Suppression of abnormally increased excitability of monosynaptic spinal reflex arcs by riluzole

摘要

We studied the effects of a neuroprotector, riluzole, on the evoked mass activity of spinal neuronal mechanisms and on action potentials (APs) recorded from the sciatic nerve in intact rats and rats with the manifestations of postdenervational and 4-aminopyridine (4-AP)-induced hyperreflexia, as well as in animals in the superreflexia state (induced by combined action of denervation and 4-AP). We measured the parameters of monosynaptic reflex discharges (monosynaptic reflexes, MRs) recorded from the ventral root (VR), of the spinal dorsal surface potential (DSPs), and of mass APs evoked in afferent and efferent fibers of the SN before and 10, 30, 60, and 120 min after injection of riluzole. It was found that in intact animals riluzole significantly (by 60–70%) decreased the amplitude of VR MRs and those of the afferent peak and N1 component of DSPs.

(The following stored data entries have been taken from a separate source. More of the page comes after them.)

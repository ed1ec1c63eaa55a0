//! # gallery-domain
//!
//! Pure domain model for the virtual art gallery.
//!
//! ## Responsibilities
//! - Foundational types: typed identifiers and error conventions
//! - Define **Artworks** (catalog records with a store-assigned id)
//! - Define **Favorites** (user ↔ artwork pairs)
//! - Contain invariant enforcement (non-empty titles, id presence)
//!
//! ## Dependency rule
//! This crate has **no internal dependencies**.
//! It must never import anything from `app`, adapters, or external IO crates.
//! All IO boundaries are expressed as traits in the `app` crate (ports).

pub mod error;
pub mod id;

pub mod artwork;
pub mod favorite;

Riluzole exerted smaller suppressive effects on mass APs in the afferent fibers of the SN; the effect on APs in the SN efferent fibers was the minimum (a 4 to 5% decrease). Under conditions of increased sensitivity of the motoneuronal postsynaptic membrane to the transmitter (postdenervational hyperreflexia) and an increased release of glutamate from presynaptic elements (4-AP-induced hyperreflexia), as well as under superreflexia conditions, the dynamics of suppression of the evoked spinal activity by riluzole showed relatively moderate differences from those in intact animals. Under the above conditions, riluzole in the same manner decreased the amplitude of VR MRs. In the superreflexia state, the agent blocked the development of additional components of these dramatically increased potentials (in the above state, their amplitude increased by nearly nine times, on average, and this resulted in the generation of such components). We believe that the inhibitory effect of riluzole on glutamatergic neurotransmission in the spinal cord is based, first of all, on blocking of excitation in afferent presynaptic terminals. The possibility to use riluzole for correction of abnormally increased hyperexcitability of the spinal neuronal systems is discussed.